Washington Gov. Chris Gregoire declared a statewide disaster and the state National Guard was mobilized to help get fuel and supplies to hard-hit areas.

Some retailers were running out of fire logs and batteries, fireplace and stove wood was also in short supply and there were still long lines at some gasoline stations as some motorists complained of sudden price increases at the pump.

Many tried to manage at home, others moved in with friends or relatives and some went to shelters opened by the Red Cross.

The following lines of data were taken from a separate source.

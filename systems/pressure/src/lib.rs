#![deny(
    unsafe_code,
    missing_docs,
    dead_code,
    unused_results,
    non_snake_case,
    unreachable_pub
)]

//! Pressure countdown that forces the playing layer to roll forward.
//!
//! The countdown only runs once armed and never while a roll is in flight.
//! When it expires it requests a roll and waits for the roll lifecycle to
//! restart it.

use std::time::Duration;

use cube_roll_core::{Command, Event, InvalidOperation, RollTrigger};

/// Countdown length used when none is configured.
pub const DEFAULT_MAX_PRESSURE: Duration = Duration::from_secs(5);

/// Configuration parameters required to construct the pressure controller.
#[derive(Clone, Copy, Debug, PartialEq, Eq)]
pub struct Config {
    max: Duration,
}

impl Config {
    /// Creates a configuration with the provided countdown length.
    #[must_use]
    pub const fn new(max: Duration) -> Self {
        Self { max }
    }

    /// Countdown length.
    #[must_use]
    pub const fn max(&self) -> Duration {
        self.max
    }
}

impl Default for Config {
    fn default() -> Self {
        Self::new(DEFAULT_MAX_PRESSURE)
    }
}

/// Pure system that owns the pressure countdown.
#[derive(Debug)]
pub struct PressureController {
    max: Duration,
    remaining: Duration,
    paused: bool,
    armed: bool,
    awaiting_roll: bool,
}

impl PressureController {
    /// Creates a paused, disarmed controller.
    #[must_use]
    pub fn new(config: Config) -> Self {
        Self {
            max: config.max(),
            remaining: config.max(),
            paused: true,
            armed: false,
            awaiting_roll: false,
        }
    }

    /// Refills the countdown.
    pub fn reset(&mut self) {
        self.remaining = self.max;
    }

    /// Counts down by `dt` while running.
    ///
    /// Returns `true` when the countdown expired; the controller is then
    /// paused and refilled until the roll lifecycle resumes it.
    pub fn tick(&mut self, dt: Duration) -> bool {
        if self.paused || !self.armed {
            return false;
        }
        self.remaining = self.remaining.saturating_sub(dt);
        if !self.remaining.is_zero() {
            return false;
        }
        self.paused = true;
        self.awaiting_roll = true;
        self.reset();
        tracing::info!("pressure timed out");
        true
    }

    /// Remaining share of the countdown in `0.0..=1.0`.
    #[must_use]
    pub fn normalized(&self) -> f32 {
        if self.max.is_zero() {
            return 0.0;
        }
        (self.remaining.as_secs_f32() / self.max.as_secs_f32()).clamp(0.0, 1.0)
    }

    /// Time left before the next automatic roll.
    #[must_use]
    pub fn remaining(&self) -> Duration {
        self.remaining
    }

    /// Reports whether the countdown is frozen.
    #[must_use]
    pub fn is_paused(&self) -> bool {
        self.paused
    }

    /// Reports whether the level armed the countdown.
    #[must_use]
    pub fn is_armed(&self) -> bool {
        self.armed
    }

    /// Consumes roll lifecycle events and emits roll requests on timeout.
    pub fn handle(&mut self, events: &[Event], out: &mut Vec<Command>) {
        for event in events {
            match event {
                Event::TimeAdvanced { dt } => {
                    if self.tick(*dt) {
                        out.push(Command::RequestRoll {
                            trigger: RollTrigger::Pressure,
                        });
                    }
                }
                Event::RollStarted => {
                    self.paused = true;
                    self.awaiting_roll = false;
                    self.reset();
                }
                Event::RollFinished => {
                    self.reset();
                    self.resume();
                }
                Event::OperationRejected {
                    reason: InvalidOperation::RollInProgress,
                } if self.awaiting_roll => {
                    tracing::debug!("automatic roll refused, restarting countdown");
                    self.awaiting_roll = false;
                    self.reset();
                    self.resume();
                }
                Event::PressureArmed => {
                    self.armed = true;
                    self.reset();
                    self.resume();
                    tracing::info!(max = ?self.max, "pressure armed");
                }
                Event::LevelPartFinished => {
                    self.armed = false;
                    self.paused = true;
                    self.awaiting_roll = false;
                    self.reset();
                }
                _ => {}
            }
        }
    }

    fn resume(&mut self) {
        if self.armed {
            self.paused = false;
        }
    }
}

impl Default for PressureController {
    fn default() -> Self {
        Self::new(Config::default())
    }
}

#[cfg(test)]
mod tests {
    use super::*;

    fn armed() -> PressureController {
        let mut pressure = PressureController::new(Config::new(Duration::from_secs(2)));
        let mut commands = Vec::new();
        pressure.handle(&[Event::PressureArmed], &mut commands);
        assert!(commands.is_empty());
        pressure
    }

    #[test]
    fn starts_paused_and_disarmed() {
        let mut pressure = PressureController::default();
        assert!(pressure.is_paused());
        assert!(!pressure.is_armed());
        assert!(!pressure.tick(Duration::from_secs(60)));
        assert_eq!(pressure.remaining(), DEFAULT_MAX_PRESSURE);
        assert_eq!(pressure.normalized(), 1.0);
    }

    #[test]
    fn expiry_requests_a_pressure_roll_once() {
        let mut pressure = armed();
        let mut commands = Vec::new();
        pressure.handle(
            &[Event::TimeAdvanced {
                dt: Duration::from_millis(500),
            }],
            &mut commands,
        );
        assert!(commands.is_empty());
        assert!((pressure.normalized() - 0.75).abs() < 1e-6);

        pressure.handle(
            &[
                Event::TimeAdvanced {
                    dt: Duration::from_secs(3),
                },
                Event::TimeAdvanced {
                    dt: Duration::from_secs(3),
                },
            ],
            &mut commands,
        );
        assert_eq!(
            commands,
            vec![Command::RequestRoll {
                trigger: RollTrigger::Pressure
            }]
        );
        assert!(pressure.is_paused());
        assert_eq!(pressure.remaining(), Duration::from_secs(2));
    }

    #[test]
    fn roll_lifecycle_pauses_and_resumes() {
        let mut pressure = armed();
        let mut commands = Vec::new();
        pressure.handle(
            &[
                Event::TimeAdvanced {
                    dt: Duration::from_secs(1),
                },
                Event::RollStarted,
                Event::TimeAdvanced {
                    dt: Duration::from_secs(10),
                },
            ],
            &mut commands,
        );
        assert!(commands.is_empty());
        assert!(pressure.is_paused());
        assert_eq!(pressure.remaining(), Duration::from_secs(2));

        pressure.handle(&[Event::RollFinished], &mut commands);
        assert!(!pressure.is_paused());
    }

    #[test]
    fn refused_automatic_roll_restarts_countdown() {
        let mut pressure = armed();
        let mut commands = Vec::new();
        let rejected = Event::OperationRejected {
            reason: InvalidOperation::RollInProgress,
        };

        pressure.handle(&[rejected.clone()], &mut commands);
        assert!(!pressure.is_paused());

        pressure.handle(
            &[Event::TimeAdvanced {
                dt: Duration::from_secs(2),
            }],
            &mut commands,
        );
        assert!(pressure.is_paused());
        pressure.handle(&[rejected], &mut commands);
        assert!(!pressure.is_paused());
        assert_eq!(pressure.remaining(), Duration::from_secs(2));
    }

    #[test]
    fn manual_rejection_during_a_roll_keeps_it_paused() {
        let mut pressure = armed();
        let mut commands = Vec::new();
        pressure.handle(
            &[
                Event::RollStarted,
                Event::OperationRejected {
                    reason: InvalidOperation::RollInProgress,
                },
            ],
            &mut commands,
        );
        assert!(pressure.is_paused());
    }

    #[test]
    fn finished_part_disarms() {
        let mut pressure = armed();
        let mut commands = Vec::new();
        pressure.handle(
            &[
                Event::LevelPartFinished,
                Event::RollFinished,
                Event::TimeAdvanced {
                    dt: Duration::from_secs(10),
                },
            ],
            &mut commands,
        );
        assert!(commands.is_empty());
        assert!(!pressure.is_armed());
        assert!(pressure.is_paused());
    }
}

Katy Freiberg of Bellevue, Wash., told The Seattle Times she and her children, ages 9, 8 and 3, went to an emergency shelter at North Bellevue Community Center to get showers, clean clothes and a warm meal Sunday after three days of relying on an outdoor barbecue grill for cooking and warmth.

"We were putting wood in the grill to cook and stay warm. We were basically living outside," Freiberg said. "We woke up this morning and it was so very cold, I said, 'Kids, we just can't do this anymore. We need to get warm.'"

Irene Endow of Bellevue, who lost power Friday, also decided it was time to seek shelter. "After two really cold nights, we're going to go to a friend's house that has power and sleep there tonight," she said.

Utility crews, many exhausted from overtime work following previous snow, wind and rain storms in the region this fall, worked through the night to clear trees from power lines and repair damage to main "feeder" lines between substations and neighborhoods.

Puget Sound Energy officials said days of work remained to restore power in areas ranging from Mercer Island, a wealthy suburb just east of Seattle, to more far-flung suburban and rural areas.

With another 80 crews set to arrive from as far away as southern California and Kansas, the utility expected to have more than 2,000 repair personnel on the job Monday, she said.

As of early Monday nearly 18,000 Seattle City Light customers were in the dark, as well as 8,700 in the Snohomish County Public Utility District, 8,000 served by Peninsula Light Co. of Gig Harbor, 3,000 in Tacoma and more than 1,000 in the Grays Harbor County PUD on the coast.

At the other end of the state, about 3,300 were still without power Sunday after service was restored for much of Spokane and nearby Coeur d'Alene, Idaho, as Avista Corp. and other utility crews moved into rural areas north of the two population centers.

"Those areas tend to be more wooded, so it's going to take longer for us to get to the power lines," Avista spokeswoman Laurine Jue said.

By several measures the devastation has exceeded that of the storm on Jan. 20, 1993, which left five people dead, at least 79 homes destroyed and about $130 million in damage.

Damages from the current storm have yet to be assessed, but the death toll this time is higher the impact on the power grid appears to be more severe. Seattle City Light is reconnecting 175,000 buildings, compared with 110,000 in the Inauguration Day storm, and Puget Sound Energy reported more damage to major transmission lines.

In some areas thieves began taking advantage of cover of darkness. Two people were cornered by a police dog and arrested outside Tacoma in Pierce County after a witness reported a burglary and gave chase to a Chevrolet blazer that crashed into a tree, sheriff's Detective Ed Troyer said.

Deputies also arrested two men for investigation in the stripping of copper from downed power lines, Troyer said.

Seattle police said they did not have any indication of an increase in break-ins but recommended that anyone staying in a darkened home take precautions, locking doors and bracing windows shut.

Another aftermath was an increase in smog resulting from heavier use of wood fires for heating and an inversion that trapped stagnant, cold air close to the ground. Unhealthy levels of air pollution were reported in Lake Forest Park, the South Park area of Seattle, Kent and south Tacoma.

"It'll remain dry and cold along the West Coast, including the Northwest, for at least the next 2 days as the next Pacific storm shouldn't reach the Northwest coastline until Wednesday night at the earliest, says CBS News meteorologist George Cullen.